A good band who I haven't seen perform in years.
But not that good that I was prepared to pay $7 for the privilege of hearing/seeing them play!
And no concessions!
Do you want my money or not?!
Clearly not.
So now I'm home writing this.
My social life is rather limited it seems...
And I wouldn't have it any other way at the moment!

Tuesday, January 25, 2005

In the shower

Postructural stuff is not about trying to win the argument.
SOPHISTRICATION.
When I said incite change... Yes, it's ongoing and inevitable.
But we can enhance it and control it to some degree.
Look, my dear Thelonious, if I relate to you as if you are sub-human scum of the earth (as I am, purportedly) then I have entered into a particular kind of relation with you.
And it presupposes a whole range of attitudes and beliefs that I carry around with me in the world.
So change, even seemingly small beer, is a big deal.
We want to knock down the church and state? How about the church and state already in our heads?! That's the first place to start because it's not separate from what's 'out there'. Your head is already out there. There is no 'out there'.
You live in the world and what you think or do is already a part of that.
So, you already incite change with your posters, for example.
Always already on the way.
I was in the shower thinking something this morning but I can't remember what it was.
I wash away the ideas with my bodily secretions every morning, and it all swims out to sea to mix with the other scum.

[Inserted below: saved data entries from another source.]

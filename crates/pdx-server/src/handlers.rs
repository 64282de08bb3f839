use super::API;
use actix_web::HttpResponse;
use actix_web::Responder;
use actix_web::web;
use pdx_core::ID;
use pdx_dto::*;
use pdx_store::StoreError;

fn internal(e: StoreError) -> HttpResponse {
    log::error!("request failed: {}", e);
    HttpResponse::InternalServerError().json(Detail::new("internal server error"))
}

pub async fn health() -> impl Responder {
    HttpResponse::Ok().json(Health::healthy())
}

pub async fn run_pipeline(api: web::Data<API>, req: web::Query<RunPipeline>) -> impl Responder {
    let tally = api.pipeline().run(req.start_id, req.end_id).await;
    HttpResponse::Ok().json(tally)
}

pub async fn list(api: web::Data<API>, req: web::Query<ListPokemon>) -> impl Responder {
    match req.validate() {
        Err(e) => HttpResponse::BadRequest().json(Detail::new(e)),
        Ok(()) => match api.store().pokemon(req.skip, req.limit, req.kind()).await {
            Err(e) => internal(e),
            Ok(rows) => HttpResponse::Ok().json(rows),
        },
    }
}

pub async fn by_id(api: web::Data<API>, path: web::Path<i32>) -> impl Responder {
    match api.store().pokemon_by_id(ID::from(path.into_inner())).await {
        Err(e) => internal(e),
        Ok(None) => HttpResponse::NotFound().json(Detail::not_found()),
        Ok(Some(pokemon)) => HttpResponse::Ok().json(pokemon),
    }
}

pub async fn by_name(api: web::Data<API>, path: web::Path<String>) -> impl Responder {
    match api.store().pokemon_by_name(&path).await {
        Err(e) => internal(e),
        Ok(None) => HttpResponse::NotFound().json(Detail::not_found()),
        Ok(Some(pokemon)) => HttpResponse::Ok().json(pokemon),
    }
}

pub async fn types(api: web::Data<API>) -> impl Responder {
    match api.store().types().await {
        Err(e) => internal(e),
        Ok(types) => HttpResponse::Ok().json(types),
    }
}

#[cfg(test)]
mod tests {
    use super::*;
    use actix_web::App;
    use actix_web::http::StatusCode;
    use actix_web::middleware::NormalizePath;
    use actix_web::test;
    use pdx_pipeline::*;
    use pdx_store::*;
    use serde_json::Value;
    use serde_json::json;
    use std::sync::Arc;

    fn record(name: &str, kinds: &[&str]) -> Value {
        json!({
            "name": name,
            "height": 4,
            "weight": 60,
            "base_experience": 112,
            "sprites": {
                "front_default": "url1",
                "other": { "official-artwork": { "front_default": "url2" } }
            },
            "types": kinds.iter().map(|k| json!({ "type": { "name": k } })).collect::<Vec<_>>(),
            "abilities": [{ "ability": { "name": "static" } }],
            "stats": [{ "stat": { "name": "speed" }, "base_stat": 90, "effort": 2 }]
        })
    }

    fn api() -> web::Data<API> {
        let source = Fixtures::new()
            .with(1, record("bulbasaur", &["grass", "poison"]))
            .with(3, record("venusaur", &["grass", "poison"]))
            .with(4, record("charmander", &["fire"]))
            .with(25, record("pikachu", &["electric"]));
        web::Data::new(API::new(Arc::new(Memory::new()), Arc::new(source)))
    }

    macro_rules! app {
        ($api:expr) => {
            test::init_service(
                App::new()
                    .wrap(NormalizePath::trim())
                    .app_data($api.clone())
                    .configure(crate::routes),
            )
            .await
        };
    }

    #[actix_web::test]
    async fn health_is_constant() {
        let api = api();
        let app = app!(api);
        let req = test::TestRequest::get().uri("/health").to_request();
        let body: Value = test::call_and_read_body_json(&app, req).await;
        assert_eq!(body, json!({ "status": "healthy" }));
    }
    #[actix_web::test]
    async fn run_pipeline_reports_tally() {
        let api = api();
        let app = app!(api);
        let req = test::TestRequest::post()
            .uri("/pokemon/run-pipeline?start_id=1&end_id=4")
            .to_request();
        let body: Value = test::call_and_read_body_json(&app, req).await;
        assert_eq!(body, json!({ "successful": 3, "failed": 1 }));
        let census = api.store().census().await.unwrap();
        assert_eq!(census.pokemon, 3);
        assert_eq!(census.types, 3);
    }
    #[actix_web::test]
    async fn run_pipeline_defaults_to_first_twenty() {
        let api = api();
        let app = app!(api);
        let req = test::TestRequest::post()
            .uri("/pokemon/run-pipeline")
            .to_request();
        let body: Value = test::call_and_read_body_json(&app, req).await;
        assert_eq!(body, json!({ "successful": 3, "failed": 17 }));
    }
    #[actix_web::test]
    async fn listing_filters_by_type_and_paginates() {
        let api = api();
        api.pipeline().run(1, 25).await;
        let app = app!(api);
        let req = test::TestRequest::get()
            .uri("/pokemon?type_filter=grass")
            .to_request();
        let body: Value = test::call_and_read_body_json(&app, req).await;
        let names = body
            .as_array()
            .unwrap()
            .iter()
            .map(|p| p["name"].as_str().unwrap().to_string())
            .collect::<Vec<_>>();
        assert_eq!(names, vec!["bulbasaur", "venusaur"]);
        let req = test::TestRequest::get()
            .uri("/pokemon?skip=1&limit=2")
            .to_request();
        let body: Value = test::call_and_read_body_json(&app, req).await;
        let names = body
            .as_array()
            .unwrap()
            .iter()
            .map(|p| p["name"].as_str().unwrap().to_string())
            .collect::<Vec<_>>();
        assert_eq!(names, vec!["venusaur", "charmander"]);
    }
    #[actix_web::test]
    async fn lookups_return_nested_record() {
        let api = api();
        api.pipeline().run(25, 25).await;
        let app = app!(api);
        let req = test::TestRequest::get().uri("/pokemon/name/pikachu").to_request();
        let by_name: Value = test::call_and_read_body_json(&app, req).await;
        assert_eq!(by_name["types"], json!([{ "id": 1, "name": "electric" }]));
        assert_eq!(by_name["abilities"], json!([{ "id": 1, "name": "static" }]));
        assert_eq!(
            by_name["stats"],
            json!([{ "id": 1, "name": "speed", "base_stat": 90, "effort": 2 }])
        );
        assert_eq!(by_name["official_artwork_url"], "url2");
        let uri = format!("/pokemon/{}", by_name["id"]);
        let req = test::TestRequest::get().uri(&uri).to_request();
        let by_id: Value = test::call_and_read_body_json(&app, req).await;
        assert_eq!(by_id, by_name);
    }
    #[actix_web::test]
    async fn missing_records_are_not_found() {
        let api = api();
        let app = app!(api);
        for uri in ["/pokemon/7", "/pokemon/name/mew"] {
            let req = test::TestRequest::get().uri(uri).to_request();
            let res = test::call_service(&app, req).await;
            assert_eq!(res.status(), StatusCode::NOT_FOUND);
            let body: Value = test::read_body_json(res).await;
            assert_eq!(body, json!({ "detail": "Pokémon not found" }));
        }
    }
    #[actix_web::test]
    async fn malformed_parameters_are_bad_requests() {
        let api = api();
        let app = app!(api);
        for uri in ["/pokemon/pikachu", "/pokemon?skip=-1", "/pokemon?limit=many"] {
            let req = test::TestRequest::get().uri(uri).to_request();
            let res = test::call_service(&app, req).await;
            assert_eq!(res.status(), StatusCode::BAD_REQUEST, "{}", uri);
        }
    }
    #[actix_web::test]
    async fn trailing_slashes_are_accepted() {
        let api = api();
        let app = app!(api);
        for uri in ["/health/", "/types/", "/pokemon/", "/pokemon/name/mew/"] {
            let req = test::TestRequest::get().uri(uri).to_request();
            let res = test::call_service(&app, req).await;
            assert_ne!(res.status(), StatusCode::METHOD_NOT_ALLOWED, "{}", uri);
            assert!(
                res.status() == StatusCode::OK || res.status() == StatusCode::NOT_FOUND,
                "{}",
                uri
            );
        }
        let req = test::TestRequest::post()
            .uri("/pokemon/run-pipeline/?start_id=25&end_id=25")
            .to_request();
        let body: Value = test::call_and_read_body_json(&app, req).await;
        assert_eq!(body, json!({ "successful": 1, "failed": 0 }));
    }
    #[actix_web::test]
    async fn types_lists_distinct_names() {
        let api = api();
        api.pipeline().run(1, 4).await;
        let app = app!(api);
        let req = test::TestRequest::get().uri("/types").to_request();
        let body: Value = test::call_and_read_body_json(&app, req).await;
        assert_eq!(
            body,
            json!([
                { "id": 1, "name": "grass" },
                { "id": 2, "name": "poison" },
                { "id": 3, "name": "fire" }
            ])
        );
    }
}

Saying the same things in different ways

REITERATION.
One of the criticisms often levelled at Post-structuralism is that it does not think through the specifics of politics and therefore is inherently conservative.
The whole point is not to make a specific point but to establish of PROCESS of critical and de-stabilising thought in order to displace stale thinking (which is not separate from life and the material things of the world).
There seem to be two tendencies in human being, two drives: equilibrium and instability - but it's all creative in numerous different ways.
On the one hand we want to be comfortable and stable but things are always changing around us and I think we are not capable of entering into Buddha-like static relations with the world so that we creatively disrupt the balances and derive new relations.
Too vague?
If we need new thought as the famous The Andrew put it, then we need to break out of old paradigms of thought regarding the corruptness of the state and church etc and enter into new arrangements of thought that can creatively encompass and derive new variables from what we already have to make new patterns, thought, modes of being and create change.
But the last thing I want to do is persuade anyone that I'm right.
Makes me wonder why I'm writing this...!
Further, this is stuff that I'm rather ineptly parrotting from Derrida, Foucault, Deleuze.
We are the robots.

Monday, January 24, 2005

There are other words ...

What are we saying when we say something?
What's the meaning of the words?
Well, the words are the meaning and the meaning is the use we put them to.
It just so happens that someone else is always able to put them to a different use.
And there are always other ways of expressing things and therefore other meanings because the use will change a little according to the various impressions different words set off.
Derrida thought therefore that there is more power in the written word.
Why?
Because it is precisely ambiguity that allows for meaning, use and creativity into any and all expression!
And ambiguity is more likey to occur in a decontextualised (textual) locus than in face-to-face dialogue.
Thus, for the post-structuralist movement, ambiguity is at the heart of all human experience and expression.
We might then do well to live ambiguously - to fuck with the variables in surprising ways - if we take post-structuralism at its word.
Sounds a little schizopherenic, doesn't it?
If change becomes the highest value (or perhaps the only ontologically REAL 'value' [whatever that means...]) then it makes sense to perpetuate and live with the ambiguity that change entails.
It's hard to take such a stance seriously, perhaps this is why po-st's have such a developed -and odd- sense of humour.
So what can I do to live ambiguously?
A start might be to live according to process rather than for specific events and things: ie. how do I approach any and every event that I experience? What's my attitude to life?
But more, it might require a certain lack of clarity and a willing to accept that we are never right about anything (as if there were a state known as rightness) but that for the same reason we are never wrong either.
This I find quite liberating and also potentially dangerous.
I think politics is stale. It needs something new to shake it up.
Deleuze thinks it is the task of the 'left wing' ('left' and 'right' were still valid notions in his time - he died in 1995) to energise politics and create change by creating new ideas that the 'right' cannot ignore. It seems as if the right has taken this charge seriously and the left entirely ignored it.
And of course, to change politics is to change everything.
Let's get out there and incite change by how we live and lets change culture.
The greatest change involves changing how and what you think and therefore relate to anything and everything.
It's all up for grabs and other vacant platitudes.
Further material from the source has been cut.